= Dual player =

Term used in Ireland to describe a person competing in multiple sports

Dual player or dual star is a term used in Hiberno-English to describe someone who competes in multiple sports — for example, in Victorian Ireland, cricket and hurling. The term today in Gaelic games typically describes a male player who plays both Gaelic football and hurling or, if a female player, a player of ladies' Gaelic football and camogie. The player does not necessarily have to play at the same standard in both sports. The number of dual stars at county level has decreased recently due to the increasing demands placed upon the best players of both sports.

==List of dual players with All-Ireland titles==

| Name | Team(s) | All-Ireland SHC titles | All-Ireland SFC titles |
|---|---|---|---|
| Kerins, Alan | Galway | — | 2001 |
| Barry-Murphy, Jimmy | Cork | 1976, 1977, 1978, 1984, 1986 | 1973 |
| Beckett, Derry | Cork | 1942 | 1945 |
| Blaney, Greg | Down | — | 1991, 1994 |
| Burke, Frank | Dublin | 1917, 1920 | 1921, 1922, 1923 |
| Cadogan, Eoin | Cork | — | 2010 |
| Collins, Podge | Clare | 2013 | — |
| Collins, Seán | Clare | 2013 | — |
| Coughlan, Denis | Cork | 1976, 1977, 1978 | 1973 |
| Cregan, Éamonn | Limerick | 1973 | — |
| Cummins, Brendan | Tipperary | 2001, 2010 | — |
| Cummins, Ray | Cork | 1970, 1976, 1977, 1978 | 1973 |
| Currams, Liam | Offaly | 1981 | 1982 |
| Ferguson, Des | Dublin | — | 1958, 1963 |
| Foley, Lar | Dublin | — | 1958, 1963 |
| Grace, Pierce | Dublin Kilkenny | 1911, 1912, 1913 | 1906, 1907 |
| Lynch, Jack | Cork | 1941, 1942, 1943, 1944, 1946 | 1945 |
| Mackessy, Billy | Cork | 1903 | 1911 |
| McCarthy, Teddy | Cork | 1986, 1990 | 1989, 1990 |
| Mackey, Paddy | Wexford | 1910 | 1915, 1916, 1917, 1918 |
| Markham, Liam | Clare | 2013 | — |
| McGrath, Leonard | Galway | 1923 | 1925 |
| McInerney, Cathal | Clare | 2013 | — |
| Murphy, Brian | Cork | 1976, 1977, 1978 | 1973 |
| Ó hAilpín, Seán Óg | Cork | 1999, 2004, 2005 | — |
| O'Halloran, Davy | Clare | 2013 | — |
| O'Kennedy, Seán | Wexford | 1910 | 1915, 1916, 1917 |
| O'Neill, Alan | Clare | 2013 | — |
| Spain, W. J. | Dublin Limerick | 1887 | 1889 |
| Walsh, Aidan | Cork | — | 2010 |
| Walsh, Denis | Cork | 1986, 1990 | 1989, 1990 |
| Wilson, Marcus | Dublin | — | 1958 |

In 1990, Teddy McCarthy of Cork became the first player to win both a football and a hurling All-Ireland in the same year. This unique achievement remains intact as of .

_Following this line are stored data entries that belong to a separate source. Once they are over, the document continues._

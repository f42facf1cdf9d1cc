//! task-rollover
//!
//! Serves the rollover trigger and presentation API, or runs a single
//! operation from the command line.

use anyhow::{Context, Result};
use chrono::Utc;
use clap::Parser;
use std::net::SocketAddr;
use std::sync::Arc;
use task_rollover::cli::import::ImportArgs;
use task_rollover::cli::rollover::{GenerateArgs, RolloverArgs};
use task_rollover::cli::tree::{TreeArgs, render_forest};
use task_rollover::cli::{Cli, Command, ServeArgs};
use task_rollover::config::{Config, ConfigLoader};
use task_rollover::db::Database;
use task_rollover::db::fixture::Fixture;
use task_rollover::logging::{self, LogTarget};
use task_rollover::notify::LogNotifier;
use task_rollover::rollover::{RolloverEngine, RolloverSettings};
use task_rollover::schedule::generate_for_template;
use task_rollover::server::{AppState, start_server};
use task_rollover::tree::assemble_forest;
use tracing::{debug, info};

#[tokio::main]
async fn main() -> Result<()> {
    let cli = Cli::parse();

    logging::init(&LogTarget::parse(&cli.log), cli.verbose)?;

    // SAFETY: set before any other thread is spawned
    if let Some(config_path) = &cli.config {
        unsafe {
            std::env::set_var("TASK_ROLLOVER_CONFIG_PATH", config_path);
        }
    }
    let mut loader = ConfigLoader::load()?;
    for source in loader.sources() {
        info!("Config: {}", source.display());
    }
    debug!(tiers = ?loader.tiers(), "Config tiers applied");

    let config = loader.config_mut();
    if let Some(db_path) = &cli.database {
        config.server.db_path = db_path.into();
    }
    let config = loader.into_config();

    match cli.command {
        Some(Command::Serve(args)) => run_server(config, args).await?,
        None => run_server(config, ServeArgs::default()).await?,
        Some(Command::Rollover(args)) => run_rollover(&config, args).await?,
        Some(Command::Generate(args)) => run_generate(&config, args)?,
        Some(Command::Tree(args)) => run_tree(&config, args)?,
        Some(Command::Import(args)) => run_import(&config, args)?,
    }

    Ok(())
}

fn open_database(config: &Config) -> Result<Arc<Database>> {
    config.ensure_db_dir()?;
    let db = Database::open(&config.server.db_path)
        .with_context(|| format!("failed to open {}", config.server.db_path.display()))?;
    Ok(Arc::new(db))
}

fn build_engine(config: &Config, db: Arc<Database>) -> Result<RolloverEngine> {
    let settings = RolloverSettings::from_config(&config.rollover)?;
    Ok(RolloverEngine::new(db, Arc::new(LogNotifier), settings))
}

async fn run_server(mut config: Config, args: ServeArgs) -> Result<()> {
    if let Some(bind) = args.bind {
        config.server.bind = bind;
    }
    if let Some(port) = args.port {
        config.server.port = port;
    }

    info!("Starting task-rollover v{}", env!("CARGO_PKG_VERSION"));
    info!("Database: {:?}", config.server.db_path);
    info!("Default timezone: {}", config.rollover.default_timezone);

    let db = open_database(&config)?;
    let engine = Arc::new(build_engine(&config, db.clone())?);

    let addr: SocketAddr = format!("{}:{}", config.server.bind, config.server.port)
        .parse()
        .with_context(|| format!("invalid bind address {}", config.server.bind))?;
    let (shutdown_tx, _addr) = start_server(AppState::new(db, engine), addr).await?;

    tokio::signal::ctrl_c().await?;
    let _ = shutdown_tx.send(());
    Ok(())
}

async fn run_rollover(config: &Config, args: RolloverArgs) -> Result<()> {
    let db = open_database(config)?;
    let engine = build_engine(config, db)?;
    let now = Utc::now();

    let output = match args.user {
        Some(user_id) => serde_json::to_string_pretty(&engine.run_user(&user_id, now, args.date).await?)?,
        None => serde_json::to_string_pretty(&engine.run_all(now, args.date).await?)?,
    };
    println!("{}", output);
    Ok(())
}

fn run_generate(config: &Config, args: GenerateArgs) -> Result<()> {
    let db = open_database(config)?;
    let outcome = generate_for_template(&*db, &args.client, &args.template, args.month)?;
    println!("{}", serde_json::to_string_pretty(&outcome)?);
    Ok(())
}

fn run_tree(config: &Config, args: TreeArgs) -> Result<()> {
    let db = open_database(config)?;
    let tasks = db.list_tasks(&args.user, args.board)?;
    print!("{}", render_forest(&assemble_forest(tasks)));
    Ok(())
}

fn run_import(config: &Config, args: ImportArgs) -> Result<()> {
    let fixture = Fixture::from_file(&args.file)?;

    if args.dry_run {
        println!("Dry run, would import:");
        for (section, count) in fixture.counts() {
            println!("  {}: {}", section, count);
        }
        return Ok(());
    }

    let db = open_database(config)?;
    let report = db.import_fixture(&fixture)?;
    println!("{}", serde_json::to_string_pretty(&report)?);
    Ok(())
}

Ex-Taoiseach Jack Lynch won one football and five hurling All-Irelands with Cork during the 1940s.

==List of dual players with All Stars in both codes==
A few players have won All Star Awards in both codes. These include:
- Jimmy Barry-Murphy
- Ray Cummins
- Liam Currams
- Brian Murphy

Ray Cummins has uniquely won an All Star Award in both hurling and Gaelic football in the same year, 1971.

==Ladies' Gaelic football/camogie==

| Player | Gaelic football | Camogie | Football All Stars | Camogie All Stars |
|---|---|---|---|---|
| Rena Buckley ^{(Note 1)} | Cork | Cork | 6 | 5 |
| Naomi Carroll ^{(Note 2)} | Clare | Limerick/Clare | 0 | 0 |
| Briege Corkery | Cork | Cork | 10 | 6 |
| Mary Geaney ^{(Note 2)} ^{(Note 3)} | Kerry | Cork | 0 | 0 |
| Michelle Magee ^{(Note 4)} | Antrim | Antrim | 0 | 0 |
| Aisling McCarthy | Tipperary | Cahir GAA | 0 | 0 |
| Mary O'Connor | Cork | Cork | 1 | 3 |
| Fiona O'Driscoll | Cork | Cork | 1 | 1 |
| Rachel Ruddy | Dublin | Dublin | 2 | 0 |
| Angela Walsh | Cork | Cork | 6 | 0 |

==Dual county==
Dual county is a similar term for counties that have teams that play at the same level in both football and hurling.

==Dual manager==
The definition of a dual manager is Anthony Cunningham.